Check our Workshop timetable for more details, dates to be confirmed.
Weight Off Workshops
We are hosting a series of Weight Off Workshops on behalf of Mid Sussex Wellbeing starting on 24th January 2021. This virtual course aim to support people towards a sustainable lifestyle change by motivating them to make positive food choices, increase activity (participants will have access to up to 6 free online exercise classes) and consider practical ways to create and sustain healthy eating habits.
Hands up if you’ve ever tried to make positive changes to your lifestyle, such as losing weight, getting more active or stopping smoking and soon found yourself slipping back into your old ways again!
Why is that?
During our lifetime, our experiences have helped up develop patterns in our behaviour, often referred to as habits. These habits maybe positive and help keep us safe and well, such as the habit of brushing your teeth, checking for traffic before crossing the road or eating when you’re hungry.

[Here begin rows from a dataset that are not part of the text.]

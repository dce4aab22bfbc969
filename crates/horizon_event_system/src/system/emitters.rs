/// Event emission methods
use crate::events::{Event, EventError};
use crate::gorc::instance::GorcObjectId;
use crate::{PlayerId, Vec3};
use super::core::EventSystem;
use super::stats::{DetailedEventSystemStats, HandlerCategoryStats};
use futures::{self, stream::{FuturesUnordered, StreamExt}};
use tracing::{debug, error, info, warn};
use compact_str::CompactString;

We can also develop unhealthy habits we may want to change, but these habits are often hardwired in our brain and finding the willpower to change isn’t easy. Understanding how these habits form can help you understand how to break down barriers and stop these habits getting in the way.

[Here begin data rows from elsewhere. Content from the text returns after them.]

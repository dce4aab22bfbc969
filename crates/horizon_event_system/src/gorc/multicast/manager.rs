/// Multicast manager for coordinating groups and LOD rooms
use super::group::MulticastGroup;
use super::lod::LodRoom;
use super::types::{MulticastGroupId, LodLevel, MulticastError, MulticastStats};
use crate::types::{PlayerId, Position};
use crate::gorc::channels::ReplicationPriority;
use std::collections::{HashMap, HashSet};
use std::sync::Arc;
use tokio::sync::RwLock;

/// Central manager for all multicast operations
pub struct MulticastManager {
    /// All active multicast groups
    groups: Arc<RwLock<HashMap<MulticastGroupId, MulticastGroup>>>,
    /// LOD-based spatial rooms
    lod_rooms: Arc<RwLock<HashMap<MulticastGroupId, LodRoom>>>,
    /// Player to group mappings
    player_groups: Arc<RwLock<HashMap<PlayerId, HashSet<MulticastGroupId>>>>,
    /// Channel to group mappings
    channel_groups: Arc<RwLock<HashMap<u8, HashSet<MulticastGroupId>>>>,
    /// Global multicast statistics
    stats: Arc<RwLock<MulticastStats>>,
}

impl MulticastManager {
    /// Creates a new multicast manager
    pub fn new() -> Self {
        Self {
            groups: Arc::new(RwLock::new(HashMap::new())),
            lod_rooms: Arc::new(RwLock::new(HashMap::new())),
            player_groups: Arc::new(RwLock::new(HashMap::new())),
            channel_groups: Arc::new(RwLock::new(HashMap::new())),
            stats: Arc::new(RwLock::new(MulticastStats::default())),
        }
    }

    /// Creates a new multicast group
    pub async fn create_group(
        &self,
        name: String,
        channels: HashSet<u8>,
        priority: ReplicationPriority,
    ) -> MulticastGroupId {
        let group = MulticastGroup::new(name, channels.clone(), priority);
        let group_id = group.id;
        
        // Add to groups
        let mut groups = self.groups.write().await;
        groups.insert(group_id, group);
        
        // Update channel mappings
        let mut channel_groups = self.channel_groups.write().await;
        for channel in channels {
            channel_groups.entry(channel).or_insert_with(HashSet::new).insert(group_id);
        }
        
        // Update statistics
        let mut stats = self.stats.write().await;
        stats.total_groups += 1;
        stats.groups_created += 1;
        
        group_id
    }

    /// Creates a new LOD room
    pub async fn create_lod_room(&self, center: Position, lod_level: LodLevel) -> MulticastGroupId {
        let room = LodRoom::new(center, lod_level);
        let room_id = room.id;
        
        let mut lod_rooms = self.lod_rooms.write().await;
        lod_rooms.insert(room_id, room);
        
        let mut stats = self.stats.write().await;
        stats.total_groups += 1; // LOD rooms count as groups
        
        room_id
    }

    /// Creates a hierarchical LOD room with multiple levels
    pub async fn create_hierarchical_lod_room(&self, center: Position, base_lod: LodLevel) -> MulticastGroupId {
        let room = LodRoom::with_nested_levels(center, base_lod);
        let room_id = room.id;
        
        let mut lod_rooms = self.lod_rooms.write().await;
        lod_rooms.insert(room_id, room);
        
        let mut stats = self.stats.write().await;
        stats.total_groups += 1;
        
        room_id
    }

    /// Adds a player to a multicast group
    pub async fn add_player_to_group(&self, player_id: PlayerId, group_id: MulticastGroupId) -> Result<bool, MulticastError> {
        let mut groups = self.groups.write().await;
        if let Some(group) = groups.get_mut(&group_id) {
            match group.add_member(player_id) {
                Ok(true) => {
                    // Update player mappings
                    drop(groups);
                    let mut player_groups = self.player_groups.write().await;
                    player_groups.entry(player_id).or_insert_with(HashSet::new).insert(group_id);
                    
                    let mut stats = self.stats.write().await;
                    stats.total_players += 1;
                    Ok(true)
                }
                Ok(false) => Ok(false), // Player already in group
                Err(e) => Err(e),
            }
        } else {
            Err(MulticastError::GroupNotFound { id: group_id })
        }
    }

    /// Removes a player from a multicast group
    pub async fn remove_player_from_group(&self, player_id: PlayerId, group_id: MulticastGroupId) -> Result<bool, MulticastError> {
        let mut groups = self.groups.write().await;
        if let Some(group) = groups.get_mut(&group_id) {
            if group.remove_member(player_id) {
                // Update player mappings
                drop(groups);
                let mut player_groups = self.player_groups.write().await;
                if let Some(player_group_set) = player_groups.get_mut(&player_id) {
                    player_group_set.remove(&group_id);
                    if player_group_set.is_empty() {
                        player_groups.remove(&player_id);
                    }
                }
                
                let mut stats = self.stats.write().await;
                stats.total_players = stats.total_players.saturating_sub(1);
                Ok(true)
            } else {
                Ok(false)
            }
        } else {
            Err(MulticastError::GroupNotFound { id: group_id })
        }
    }

    /// Adds a player to a LOD room based on their position
    pub async fn add_player_to_lod_room(&self, player_id: PlayerId, room_id: MulticastGroupId, position: Position) -> Result<(), MulticastError> {
        let mut lod_rooms = self.lod_rooms.write().await;
        if let Some(room) = lod_rooms.get_mut(&room_id) {
            room.add_member(player_id, position);
            
            // Update player mappings
            drop(lod_rooms);
            let mut player_groups = self.player_groups.write().await;
            player_groups.entry(player_id).or_insert_with(HashSet::new).insert(room_id);
            
            Ok(())
        } else {
            Err(MulticastError::GroupNotFound { id: room_id })
        }
    }

    /// Updates a player's position in LOD rooms
    pub async fn update_player_position_in_lod_rooms(&self, player_id: PlayerId, new_position: Position) -> Result<(), MulticastError> {
        let mut lod_rooms = self.lod_rooms.write().await;
        
        // Update position in all LOD rooms the player is in
        let player_groups = self.player_groups.read().await;
        if let Some(group_ids) = player_groups.get(&player_id) {
            for group_id in group_ids {
                if let Some(room) = lod_rooms.get_mut(group_id) {
                    room.update_member_position(player_id, new_position);
                }
            }
        }
        
        Ok(())
    }

    /// Removes a player from all groups and rooms
    pub async fn remove_player(&self, player_id: PlayerId) -> Result<usize, MulticastError> {
        let mut removed_count = 0;
        
        // Get all groups the player is in
        let player_groups = {
            let player_groups_lock = self.player_groups.read().await;
            player_groups_lock.get(&player_id).cloned().unwrap_or_default()
        };
        
        // Remove from all groups
        for group_id in player_groups {
            if self.remove_player_from_group(player_id, group_id).await? {
                removed_count += 1;
            }
        }
        
        // Remove from LOD rooms
        let mut lod_rooms = self.lod_rooms.write().await;
        for room in lod_rooms.values_mut() {
            room.remove_member(player_id);
        }
        
        // Clear player mappings
        let mut player_groups_lock = self.player_groups.write().await;
        player_groups_lock.remove(&player_id);
        
        Ok(removed_count)
    }

    /// Gets all groups a player is subscribed to
    pub async fn get_player_groups(&self, player_id: PlayerId) -> Vec<MulticastGroupId> {
        let player_groups = self.player_groups.read().await;
        player_groups.get(&player_id).map(|set| set.iter().copied().collect()).unwrap_or_default()
    }

    /// Gets all groups handling a specific channel
    pub async fn get_groups_for_channel(&self, channel: u8) -> Vec<MulticastGroupId> {
        let channel_groups = self.channel_groups.read().await;
        channel_groups.get(&channel).map(|set| set.iter().copied().collect()).unwrap_or_default()
    }

    /// Broadcasts data to all members of a group
    pub async fn broadcast_to_group(&self, group_id: MulticastGroupId, data: &[u8]) -> Result<usize, MulticastError> {
        let mut groups = self.groups.write().await;
        if let Some(group) = groups.get_mut(&group_id) {
            let member_count = group.member_count();
            group.record_broadcast(data.len());
            
            // Update statistics
            drop(groups);
            let mut stats = self.stats.write().await;
            stats.messages_sent += 1;
            stats.bytes_sent += data.len() as u64;
            
            Ok(member_count)
        } else {
            Err(MulticastError::GroupNotFound { id: group_id })
        }
    }

    /// Destroys a multicast group
    pub async fn destroy_group(&self, group_id: MulticastGroupId) -> Result<(), MulticastError> {
        // Remove from groups
        let group = {
            let mut groups = self.groups.write().await;
            groups.remove(&group_id)
        };
        
        if let Some(group) = group {
            // Remove from channel mappings
            let mut channel_groups = self.channel_groups.write().await;
            for channel in &group.channels {
                if let Some(channel_set) = channel_groups.get_mut(channel) {
                    channel_set.remove(&group_id);
                    if channel_set.is_empty() {
                        channel_groups.remove(channel);
                    }
                }
            }
            
            // Remove from player mappings
            let mut player_groups = self.player_groups.write().await;
            for member in &group.members {
                if let Some(player_group_set) = player_groups.get_mut(member) {
                    player_group_set.remove(&group_id);
                    if player_group_set.is_empty() {
                        player_groups.remove(member);
                    }
                }
            }
            
            // Update statistics
            let mut stats = self.stats.write().await;
            stats.total_groups = stats.total_groups.saturating_sub(1);
            stats.groups_destroyed += 1;
            stats.total_players = stats.total_players.saturating_sub(group.members.len());
            
            Ok(())
        } else {
            // Try LOD rooms
            let mut lod_rooms = self.lod_rooms.write().await;
            if lod_rooms.remove(&group_id).is_some() {
                let mut stats = self.stats.write().await;
                stats.total_groups = stats.total_groups.saturating_sub(1);
                Ok(())
            } else {
                Err(MulticastError::GroupNotFound { id: group_id })
            }
        }
    }

    /// Optimizes all groups and rooms by removing empty ones
    pub async fn optimize(&self) -> usize {
        let mut removed_count = 0;
        
        // Optimize regular groups
        let empty_groups: Vec<MulticastGroupId> = {
            let groups = self.groups.read().await;
            groups.iter()
                .filter(|(_, group)| group.is_empty())
                .map(|(id, _)| *id)
                .collect()
        };
        
        for group_id in empty_groups {
            if self.destroy_group(group_id).await.is_ok() {
                removed_count += 1;
            }
        }
        
        // Optimize LOD rooms
        let mut lod_rooms = self.lod_rooms.write().await;
        for room in lod_rooms.values_mut() {
            room.optimize();
        }
        
        removed_count
    }

    /// Gets comprehensive multicast statistics
    pub async fn get_stats(&self) -> MulticastStats {
        let mut stats = self.stats.read().await.clone();
        
        // Update calculated fields
        if stats.total_groups > 0 {
            stats.avg_group_size = stats.total_players as f64 / stats.total_groups as f64;
        }
        
        stats
    }
}

impl Default for MulticastManager {
    fn default() -> Self {
        Self::new()
    }
}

Habits are formed by a cue, a routine and a reward, this is called a habit loop. For example;
The Cue: you feel thirsty
The Behaviour: you drink some water
The Reward: you feel relief from quenching your thirst.
Repeating the same behaviour, over and over, trains your brain to recognise this as ‘normal’ and it becomes a habit. If you want to change a habit you have to rewire the circuit, by changing the behaviour and repeating it over and over, at least 21 times, until it becomes a new habit.
Start by observing any patterns in the behaviour you want to change. Can you identify what the cue is? Can you find ways to change the behaviour that follows the cue? Or find a new reward that makes you want to repeat the new behaviour again and again?
The Cue: You are feeling bored
The Behaviour: You decide to eat some chocolate
The Reward: The release of dopamine, serotonin and endorphins help you feel happier but only in the short-term, as later you may feel guilt.
Rewire this to:
The Cue: You are feeling bored
The Behaviour: You decide to go for a brisk walk outdoors
The Reward: The release of dopamine,serotonin and endorphins helps you feel happier, this time in the long-term, as this has also helped you feel in control.
Everyone will have their own habits and the desire to change a habit is personal to each individual, here is how you can get results:
Once you’ve decided what you want to change and why (see last weeks blog), write down what barriers may get in your way. Consider:
Your habits,beliefs and barriers that you’ve come across before.
What environmental factors may affect you i.e. work, day to day life and social obligations.
Family commitments and expectations.
From your list, pick one or two things you think you can tackle.